Deepest respect to Sukhoi and his team, the test pilots and the groundcrew making these marvels possible.

South Front: Its not variable sweep wing, the correct technical terminology is “Variable geometry”, the newspeak terminology is sweep wing and/or swing wing. Like the Harrier is called “the jump jet” instead of VTOL. Dont downgrade yourself to newspeak, you are better than that.

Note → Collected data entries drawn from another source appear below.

//! Config loading and validation.

use super::model::Config;
use super::types::{PRIORITIES, TASK_ID_PLACEHOLDER};
use crate::error::{Result, StateError};
use regex::Regex;
use std::path::Path;
use std::sync::LazyLock;

/// Task identifiers are used as JSON keys and shown in messages; keep them plain.
static TASK_ID_REGEX: LazyLock<Regex> = LazyLock::new(|| {
    Regex::new(r"^[A-Za-z0-9][A-Za-z0-9._-]*$").expect("Invalid task ID regex")
});

impl Config {
    /// Load config from a YAML file.
    ///
    /// # Returns
    ///
    /// * `Ok(Config)` - Successfully loaded, normalized, and validated config
    /// * `Err(StateError::ConfigError)` - Read, parse, or validation failure
    pub fn load<P: AsRef<Path>>(path: P) -> Result<Self> {
        let path = path.as_ref();

        let content = std::fs::read_to_string(path).map_err(|e| {
            StateError::ConfigError(format!(
                "failed to read config file '{}': {}",
                path.display(),
                e
            ))
        })?;

        Self::from_yaml(&content)
    }

    /// Parse config from a YAML string.
    pub fn from_yaml(yaml: &str) -> Result<Self> {
        let mut config: Config = serde_yaml::from_str(yaml)
            .map_err(|e| StateError::ConfigError(format!("failed to parse config YAML: {}", e)))?;

        config.normalize();
        config.validate()?;
        Ok(config)
    }

    /// The note to append to the document, with the task id filled in.
    pub fn rendered_state_note(&self) -> String {
        self.state_note.replace(TASK_ID_PLACEHOLDER, &self.task.id)
    }

    /// Canonicalize values that accept more than one spelling.
    pub fn normalize(&mut self) {
        self.task.priority = self.task.priority.trim().to_lowercase();
    }

    /// Validate config values.
    ///
    /// Rules:
    /// - `task.id` and `prior_task_id` are plain identifiers
    /// - `task.priority` is one of `high`, `medium`, `low`
    /// - `task.status`, `actor`, and `state_file` are non-empty
    /// - `lock_stale_minutes` is positive
    pub fn validate(&self) -> Result<()> {
        if self.lock_stale_minutes == 0 {
            return Err(StateError::ConfigError(
                "config validation failed: lock_stale_minutes must be greater than 0".to_string(),
            ));
        }

        validate_task_id("task.id", &self.task.id)?;
        validate_task_id("prior_task_id", &self.prior_task_id)?;

        if !PRIORITIES.contains(&self.task.priority.as_str()) {
            return Err(StateError::ConfigError(format!(
                "config validation failed: invalid priority '{}': must be 'high', 'medium', or 'low'",
                self.task.priority
            )));
        }

        for (field, value) in [
            ("task.status", &self.task.status),
            ("actor", &self.actor),
            ("state_file", &self.state_file),
        ] {
            if value.trim().is_empty() {
                return Err(StateError::ConfigError(format!(
                    "config validation failed: {} must be non-empty",
                    field
                )));
            }
        }

        Ok(())
    }
}

fn validate_task_id(field: &str, id: &str) -> Result<()> {
    if TASK_ID_REGEX.is_match(id) {
        Ok(())
    } else {
        Err(StateError::ConfigError(format!(
            "config validation failed: {} '{}' must start with a letter or digit and contain only letters, digits, '.', '_' or '-'",
            field, id
        )))
    }
}
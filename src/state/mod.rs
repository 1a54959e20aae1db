//! The collaboration state document.
//!
//! The document is a JSON object kept as an order-preserving
//! `serde_json::Map`, so fields this tool never touches are written back
//! exactly as they were read, in the same order. Only these keys are
//! interpreted:
//!
//! - `tasks`: object mapping task id to task record
//! - `lastUpdatedAt` / `lastUpdatedBy`: last modification metadata
//! - `notes`: free text, appended to on every recorded task
//!
//! # Lifecycle
//!
//! ```text
//! StateDocument::load(path)  ->  mutate in memory  ->  save(path)
//! ```
//!
//! The whole document is rewritten on save; there is no partial update.

use serde_json::{Map, Value};
use std::path::{Path, PathBuf};

mod io;
mod mutations;

pub const TASKS_KEY: &str = "tasks";
pub const LAST_UPDATED_AT_KEY: &str = "lastUpdatedAt";
pub const LAST_UPDATED_BY_KEY: &str = "lastUpdatedBy";
pub const NOTES_KEY: &str = "notes";

/// A loaded state document together with the path it came from.
#[derive(Debug, Clone)]
pub struct StateDocument {
    path: PathBuf,
    root: Map<String, Value>,
}

impl StateDocument {
    /// Path the document was loaded from (and will be saved to).
    pub fn path(&self) -> &Path {
        &self.path
    }

    /// The raw top-level object.
    pub fn root(&self) -> &Map<String, Value> {
        &self.root
    }
}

If anyone wants to know the details and history of this beauty, i highly recommend the book by Yefim Gordon and Dmitriy Komissarov in the “Famous Russian Aircraft” series: “MiG-23 & MiG-27 ISBN 978-1-91080-931-0

Harry Smith

Newspeak! Oh that wonderful smell of the 1984 approaching! PS aircraft manufacturer was named after other Ilyushin. https://en.m.wikipedia.org/wiki/Sergey_Ilyushin

Brian Michael Bo Pedersen

The Ilyushin and Sukhoi are two different OKB´s, if thats what you meant, othervise i dont know what you mean.

When you hear someone pronouncing/spelling Su as S-U/SU, Il as I-L/IL, An as A-N/AN, Ka as K-A/KA, Mi as M-I/MI then they dont know enough on the subject. Listen to any Russian documentary about Russian aircraft´s and helicopters and it will become clear for you.

Harry Smith

Of course you are right! The PS was for southfront. Read the inscription under the photo of Gen. Ilyushin. Please excuse me for mixing 2 answers in 1. PS to Brian: my first language is Russian. https://media0.giphy.com/media/j71bOQgFbp61szUtZG/giphy.gif

Brian Michael Bo Pedersen

Ah ok, i see, sorry for my mistake then.

Greetings from Denmark from a Dane that is not destroyed by the MSM and Russofobia.

FlorianGeyer

You are one of the few. :)

Zionism = EVIL

The SU-24 is one the better time tested Sukhois like its venerable but still potent F-4E Phantom counterpart from the same era half a century on. Sometimes good wine comes in old bottles.

Brian Michael Bo Pedersen

“The older the wine, the better the taste”

Zionism = EVIL

Indeed, these were good aircraft for stick flying, now it is all software flying designed by $9.50 an hour software geeks in India, the Boeing 737 Max is a classic case of over computerized cluster fuck along with the F-35 and F-22. I flew the F-4E for over a decade and it was one dependable bird once it got over 5,000 feet deck and then could outmaneuver anything with full thrust GE J79s pulling 4Gs, only the Skyhawks were more maneuverable but underpowered with a single J-65 and lower top ceiling. Those were the days of the gunfighters.

Saladin

Few correction: Su-24 is a penetration bomber like the F-111 nothing like the F-4E multirole fighter You are not a pilot, your home country Pakistan was never given F-4E phantoms anyway

In the US, falsely claiming that you are veteran is a criminal offence

Lucky for you, you are not in the US (thanks to Trump’s ban)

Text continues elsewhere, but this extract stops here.